◆ **What you need to do**
Please output the section of the listing below that opens with the line containing "#[derive(Debug, Clone)]" and closes with the line containing "use super::*;", exactly and with nothing else.

──────── Supplied records

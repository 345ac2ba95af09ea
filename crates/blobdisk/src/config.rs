//! Disk configuration.
//!
//! A `DiskConfig` is plain data supplied by the host application, from a
//! TOML settings file or from `AZURE_STORAGE_*` environment variables.
//! Exactly one authentication mode is expected to be active at a time:
//! account key, connection string, or SAS token (plus optional custom
//! endpoint). The retry policy is carried opaquely into the SDK transport
//! and never interpreted here.

use serde::{Deserialize, Serialize};

use crate::{StorageError, StorageResult};

/// How the retry delay grows between attempts.
#[derive(Debug, Clone, Copy, PartialEq, Eq, Serialize, Deserialize, Default)]
#[serde(rename_all = "lowercase")]
pub enum RetryIncrease {
    #[default]
    Linear,
    Exponential,
}

/// Retry policy handed to the SDK transport middleware.
#[derive(Debug, Clone, Copy, PartialEq, Eq, Serialize, Deserialize)]
#[serde(default)]
pub struct RetryPolicy {
    /// Total attempts, at least 1.
    pub tries: u32,
    /// Base delay between attempts, in milliseconds.
    pub interval_ms: u64,
    /// Delay growth mode.
    pub increase: RetryIncrease,
}

impl Default for RetryPolicy {
    fn default() -> Self {
        Self {
            tries: 3,
            interval_ms: 1000,
            increase: RetryIncrease::Linear,
        }
    }
}

/// Configuration for one Azure Blob Storage disk.
#[derive(Debug, Clone, Default, Serialize, Deserialize)]
#[serde(default)]
pub struct DiskConfig {
    /// Storage account name.
    pub name: String,
    /// Account access key (base64), enables SAS URL generation.
    pub key: Option<String>,
    /// Container holding this disk's blobs.
    pub container: String,
    /// Custom public base URL (CDN or custom domain).
    pub url: Option<String>,
    /// Virtual path segment prepended to every blob key.
    pub prefix: String,
    /// Full connection string, alternative to name/key.
    pub connection_string: Option<String>,
    /// Custom blob endpoint (Azurite, sovereign clouds).
    pub endpoint: Option<String>,
    /// Pre-issued SAS token, alternative to an account key.
    pub sas_token: Option<String>,
    /// Transport retry policy.
    pub retry: RetryPolicy,
}

/// Resolved authentication mode.
#[derive(Debug, Clone, PartialEq, Eq)]
pub enum AuthMode {
    AccountKey { account: String, key: String },
    SasToken { token: String },
}

impl DiskConfig {
    /// Load from environment variables (`AZURE_STORAGE_ACCOUNT`,
    /// `AZURE_STORAGE_KEY`, `AZURE_STORAGE_CONTAINER`, and friends).
    pub fn from_env() -> StorageResult<Self> {
        let name = std::env::var("AZURE_STORAGE_ACCOUNT")
            .map_err(|_| StorageError::Config("AZURE_STORAGE_ACCOUNT not set".to_string()))?;
        let container = std::env::var("AZURE_STORAGE_CONTAINER")
            .map_err(|_| StorageError::Config("AZURE_STORAGE_CONTAINER not set".to_string()))?;

        Ok(Self {
            name,
            container,
            key: std::env::var("AZURE_STORAGE_KEY").ok(),
            url: std::env::var("AZURE_STORAGE_URL").ok(),
            prefix: std::env::var("AZURE_STORAGE_PREFIX").unwrap_or_default(),
            connection_string: std::env::var("AZURE_STORAGE_CONNECTION_STRING").ok(),
            endpoint: std::env::var("AZURE_STORAGE_ENDPOINT").ok(),
            sas_token: std::env::var("AZURE_STORAGE_SAS_TOKEN").ok(),
            retry: RetryPolicy::default(),
        })
    }

    /// Load from a TOML file.
    pub fn from_file(path: &std::path::Path) -> StorageResult<Self> {
        let settings = config::Config::builder()
            .add_source(config::File::from(path))
            .build()
            .map_err(|e| StorageError::Config(e.to_string()))?;
        settings
            .try_deserialize()
            .map_err(|e| StorageError::Config(e.to_string()))
    }

    /// Resolve the active authentication mode.
    ///
    /// Connection strings are flattened into the account-key mode; a
    /// `BlobEndpoint` in the connection string overrides `endpoint`.
    pub fn auth(&self) -> StorageResult<AuthMode> {
        if let Some(conn) = &self.connection_string {
            let parsed = ConnectionString::parse(conn)?;
            return Ok(AuthMode::AccountKey {
                account: parsed.account_name,
                key: parsed.account_key,
            });
        }

        if let Some(key) = &self.key {
            if self.name.is_empty() {
                return Err(StorageError::Config(
                    "account name is required with an account key".to_string(),
                ));
            }
            return Ok(AuthMode::AccountKey {
                account: self.name.clone(),
                key: key.clone(),
            });
        }

        if let Some(sas) = &self.sas_token {
            // Tokens are sometimes pasted with the leading '?' from a
            // browser URL; the SDK wants them bare.
            let token = sas.strip_prefix('?').unwrap_or(sas).to_string();
            return Ok(AuthMode::SasToken { token });
        }

        Err(StorageError::Config(
            "no authentication configured: set key, connection_string, or sas_token".to_string(),
        ))
    }

    /// Effective blob endpoint, if a custom one is configured anywhere.
    pub fn blob_endpoint(&self) -> StorageResult<Option<String>> {
        if let Some(conn) = &self.connection_string {
            let parsed = ConnectionString::parse(conn)?;
            if parsed.blob_endpoint.is_some() {
                return Ok(parsed.blob_endpoint);
            }
        }
        Ok(self.endpoint.clone())
    }
}

/// Parsed `DefaultEndpointsProtocol=...;AccountName=...;AccountKey=...`
/// connection string.
#[derive(Debug, Clone)]
struct ConnectionString {
    account_name: String,
    account_key: String,
    blob_endpoint: Option<String>,
}

impl ConnectionString {
    fn parse(raw: &str) -> StorageResult<Self> {
        let field = |name: &str| {
            raw.split(';')
                .find_map(|part| part.trim().strip_prefix(name))
                .map(|v| v.to_string())
        };

        let account_name = field("AccountName=").ok_or_else(|| {
            StorageError::Config("connection string is missing AccountName".to_string())
        })?;
        let account_key = field("AccountKey=").ok_or_else(|| {
            StorageError::Config("connection string is missing AccountKey".to_string())
        })?;

        Ok(Self {
            account_name,
            account_key,
            blob_endpoint: field("BlobEndpoint="),
        })
    }
}

#[cfg(test)]
mod tests {
    use super::*;

    fn base_config() -> DiskConfig {
        DiskConfig {
            name: "myaccount".to_string(),
            container: "media".to_string(),
            ..Default::default()
        }
    }

    #[test]
    fn test_retry_defaults() {
        let retry = RetryPolicy::default();
        assert_eq!(retry.tries, 3);
        assert_eq!(retry.interval_ms, 1000);
        assert_eq!(retry.increase, RetryIncrease::Linear);
    }

    #[test]
    fn test_auth_account_key() {
        let mut config = base_config();
        config.key = Some("c2VjcmV0".to_string());
        assert_eq!(
            config.auth().unwrap(),
            AuthMode::AccountKey {
                account: "myaccount".to_string(),
                key: "c2VjcmV0".to_string(),
            }
        );
    }

    #[test]
    fn test_auth_connection_string_wins() {
        let mut config = base_config();
        config.key = Some("ignored".to_string());
        config.connection_string = Some(
            "DefaultEndpointsProtocol=https;AccountName=other;AccountKey=a2V5;EndpointSuffix=core.windows.net"
                .to_string(),
        );
        assert_eq!(
            config.auth().unwrap(),
            AuthMode::AccountKey {
                account: "other".to_string(),
                key: "a2V5".to_string(),
            }
        );
    }

    #[test]
    fn test_auth_sas_token_prefix_stripped() {
        let mut config = base_config();
        config.sas_token = Some("?sv=2021-06-08&sig=xxx".to_string());
        assert_eq!(
            config.auth().unwrap(),
            AuthMode::SasToken {
                token: "sv=2021-06-08&sig=xxx".to_string(),
            }
        );
    }

    #[test]
    fn test_auth_missing() {
        let config = base_config();
        assert!(matches!(config.auth(), Err(StorageError::Config(_))));
    }

    #[test]
    fn test_blob_endpoint_from_connection_string() {
        let mut config = base_config();
        config.endpoint = Some("https://example.com".to_string());
        config.connection_string = Some(
            "AccountName=dev;AccountKey=a2V5;BlobEndpoint=http://127.0.0.1:10000/dev".to_string(),
        );
        assert_eq!(
            config.blob_endpoint().unwrap().as_deref(),
            Some("http://127.0.0.1:10000/dev")
        );
    }

    #[test]
    fn test_toml_deserialization() {
        let config: DiskConfig = toml::from_str(
            r#"
            name = "myaccount"
            container = "media"
            prefix = "uploads"

            [retry]
            tries = 5
            increase = "exponential"
            "#,
        )
        .unwrap();
        assert_eq!(config.prefix, "uploads");
        assert_eq!(config.retry.tries, 5);
        assert_eq!(config.retry.interval_ms, 1000);
        assert_eq!(config.retry.increase, RetryIncrease::Exponential);
    }
}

────────────────

◆ **Your response**
#[derive(Debug, Clone)]
struct ConnectionString {
    account_name: String,
    account_key: String,
    blob_endpoint: Option<String>,
}

impl ConnectionString {
    fn parse(raw: &str) -> StorageResult<Self> {
        let field = |name: &str| {
            raw.split(';')
                .find_map(|part| part.trim().strip_prefix(name))
                .map(|v| v.to_string())
        };

        let account_name = field("AccountName=").ok_or_else(|| {
            StorageError::Config("connection string is missing AccountName".to_string())
        })?;
        let account_key = field("AccountKey=").ok_or_else(|| {
            StorageError::Config("connection string is missing AccountKey".to_string())
        })?;

        Ok(Self {
            account_name,
            account_key,
            blob_endpoint: field("BlobEndpoint="),
        })
    }
}

#[cfg(test)]
mod tests {
    use super::*;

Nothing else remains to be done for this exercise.